同じような傾向は他の新興国にも当てはまります。インドネシア、インド、ブラジルなどでも資源と低付加価値製品の輸出から国内消費・サービスへの転換が進んでおり、これら国々では人口規模も好材料です。一方、新興国の懸念材料だったインフレ率は低水準で推移しています。こうしたことから、新興国の投資妙味が一段と増すことになります。ピクテの予想では今後5年間の新興国株の予想リターンは年率平均11.4%に達します。
新興国に次いで期待できるのが欧州株です。もともとユーロ圏に対する投資家の懸念から欧州株はバリュエーションがそれほど高くありません。そうした中、少しずつですがユーロ安定化に向けた構造改革が成果を上げ始めました。ユーロ圏の労働経済人口の割合が上昇し、問題だったドイツとその他加盟国の競争力格差が縮小しています。さらに財政規律に厳格だったドイツでも財政拡大の必要性を指摘する声が大きくなっています。このためユーロ圏では今後5年間、公共投資が拡大し、それが経済を牽引する可能性があるのです。やはりピクテの予想では今後5年間の欧州株の予想リターンは年率平均で英国株が9.2%、ユーロ圏株が8.6%と予想しています。
日本に対しても好感触です。世界的に企業債務の増加が企業にとって大きな重石になる中で、日本の最大の強みは企業部門の債務がほとんどないこと。そして中国などアジアの新興国と地理的に近く、その成長をうまく取り込める可能性があることです。このためピクテは今後5年間の日本株の予想リターンを年率平均6.3%と見込んでいます。

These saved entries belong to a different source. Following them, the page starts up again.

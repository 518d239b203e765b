//! # pdf2jpg
//!
//! Convert the pages of a PDF document into JPEG images and pack them into
//! a single ZIP archive.
//!
//! Each selected page is rasterised with pdfium at a chosen scale, composited
//! onto an opaque background colour, JPEG-encoded at a chosen quality and
//! stored in the archive as `{base}_p{NNN}.jpg`. The archive is named
//! `{base}_jpg.zip`, where `base` is the input file name without its
//! trailing extension.
//!
//! ## Pipeline Overview
//!
//! ```text
//! PDF
//!  │
//!  ├─ 1. Input    check the .pdf extension, read bytes, decode
//!  ├─ 2. Select   parse "1-3,5,8" against the page count
//!  ├─ 3. Render   rasterise one page at a time via pdfium (blocking)
//!  ├─ 4. Flatten  composite onto the background colour
//!  ├─ 5. Encode   JPEG at quality round(q × 100)
//!  └─ 6. Archive  in-memory ZIP, entries in ascending page order
//! ```
//!
//! ## Quick Start
//!
//! ```rust,no_run
//! use pdf2jpg::{convert, ConversionOptions};
//!
//! #[tokio::main]
//! async fn main() -> Result<(), Box<dyn std::error::Error>> {
//!     let options = ConversionOptions::builder()
//!         .scale(2.0)
//!         .quality(0.92)
//!         .pages("1-3,5")
//!         .build()?;
//!     let output = convert("Report.pdf", &options).await?;
//!     std::fs::write(&output.archive_name, &output.archive)?;
//!     eprintln!("{} pages → {}", output.stats.exported_pages, output.archive_name);
//!     Ok(())
//! }
//! ```
//!
//! Front ends that keep a document open between actions (preview while the
//! user drags a slider, then convert) use [`Session`] instead.
//!
//! ## Feature Flags
//!
//! | Feature | Default | Description |
//! |---------|---------|-------------|
//! | `cli`   | on      | Enables the `pdf2jpg` binary (clap + anyhow + indicatif + tracing-subscriber) |
//!
//! Disable `cli` when using only the library:
//! ```toml
//! pdf2jpg = { version = "0.1", default-features = false }
//! ```

// ── Modules ──────────────────────────────────────────────────────────────

pub mod config;
pub mod convert;
pub mod error;
pub mod output;
pub mod pipeline;
pub mod progress;
pub mod session;

// ── Re-exports ───────────────────────────────────────────────────────────

pub use config::{ConversionOptions, ConversionOptionsBuilder, Rgb};
pub use convert::{
    convert, convert_from_bytes, convert_sync, convert_to_file, inspect, preview, preview_to_file,
};
pub use error::{ErrorKind, Pdf2JpgError, RenderError};
pub use output::{ConversionOutput, ConversionStats, DocumentMetadata, EntryInfo, Preview};
pub use pipeline::render::{PageSource, PdfBackend, PdfiumBackend, Viewport};
pub use pipeline::select::{parse_page_spec, PageSelection};
pub use progress::{ConversionProgressCallback, NoopProgressCallback, ProgressCallback};
pub use session::{RunGuard, RunState, Session};
//! Host-side bar buffer with append-or-replace-last semantics
//!
//! A live feed updates the in-progress bar many times before it closes. The
//! buffer keeps one element per timestamp: a bar with the same timestamp as
//! the newest element replaces it wholesale, a newer bar is appended, and an
//! older bar is rejected. The engine itself never mutates input; hosts pass
//! [`BarSeries::as_slice`] to it after every update.

use std::collections::VecDeque;

use crate::{OHLCVExt, Period, Result, SignalError, OHLCV};

/// Default number of bars retained
pub const DEFAULT_CAPACITY: usize = 200;

/// What an [`BarSeries::upsert`] did
#[derive(Debug, Clone, Copy, PartialEq, Eq)]
pub enum SeriesUpdate {
    Appended,
    ReplacedLast,
}

/// Bounded, timestamp-ordered bar buffer
#[derive(Debug, Clone)]
pub struct BarSeries<T> {
    bars: VecDeque<T>,
    capacity: Period,
}

impl<T: OHLCV> Default for BarSeries<T> {
    fn default() -> Self {
        Self::new(Period::new_const(DEFAULT_CAPACITY))
    }
}

impl<T: OHLCV> BarSeries<T> {
    /// Empty series retaining at most `capacity` bars. Storage grows on
    /// demand; only up to [`DEFAULT_CAPACITY`] slots are reserved up front.
    pub fn new(capacity: Period) -> Self {
        Self {
            bars: VecDeque::with_capacity(capacity.get().min(DEFAULT_CAPACITY)),
            capacity,
        }
    }

    /// Build from historical bars, keeping the most recent `capacity`.
    pub fn from_bars(capacity: Period, bars: impl IntoIterator<Item = T>) -> Result<Self> {
        let mut series = Self::new(capacity);
        for bar in bars {
            series.upsert(bar)?;
        }
        Ok(series)
    }

    /// Append a newer bar or replace the newest one with the same timestamp.
    pub fn upsert(&mut self, bar: T) -> Result<SeriesUpdate> {
        bar.validate().map_err(|e| match e {
            SignalError::InvalidBar { reason, .. } => SignalError::InvalidBar {
                index: self.bars.len(),
                reason,
            },
            other => other,
        })?;

        match self.bars.back_mut() {
            Some(last) if bar.timestamp() == last.timestamp() => {
                *last = bar;
                Ok(SeriesUpdate::ReplacedLast)
            },
            Some(last) if bar.timestamp() < last.timestamp() => Err(SignalError::OutOfOrder {
                last: last.timestamp(),
                got: bar.timestamp(),
            }),
            _ => {
                if self.bars.len() >= self.capacity.get() {
                    self.bars.pop_front();
                }
                self.bars.push_back(bar);
                Ok(SeriesUpdate::Appended)
            },
        }
    }

    /// Bars oldest first, as one slice for [`crate::SignalEngine::analyze`].
    ///
    /// Rotates the ring buffer into contiguous storage when eviction has
    /// wrapped it.
    #[inline]
    pub fn as_slice(&mut self) -> &[T] {
        self.bars.make_contiguous()
    }

    pub fn iter(&self) -> impl Iterator<Item = &T> {
        self.bars.iter()
    }

    #[inline]
    pub fn last(&self) -> Option<&T> {
        self.bars.back()
    }

    #[inline]
    pub fn len(&self) -> usize {
        self.bars.len()
    }

    #[inline]
    pub fn is_empty(&self) -> bool {
        self.bars.is_empty()
    }

    #[inline]
    pub fn capacity(&self) -> usize {
        self.capacity.get()
    }
}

まさにピクテの予想は「米国株の時代が終わり、新興国株・欧州株・日本株の時代が始まる」といった調子です。日本の個人投資家の間では「米国株式最強論」や「日本株オワコン論」が盛んですが、世界の機関投資家はそのような単純な見方はしていない。やはり相場の世界は奥が深いわけです。そして、こうした見方があるということを知っておくことは意味あることでしょう。
もっとも、今回紹介したのはあくまでピクテの予想ですから、それが実際に的中するかどうかわかりません。やはり将来の予想というのは非常に難しいわけです。こういった難しい局面で、個人投資家はどのような一手を指すべきか。結局はすべての地域に分散投資するという“平凡な一手”こそが、最善の一手になるような気がします。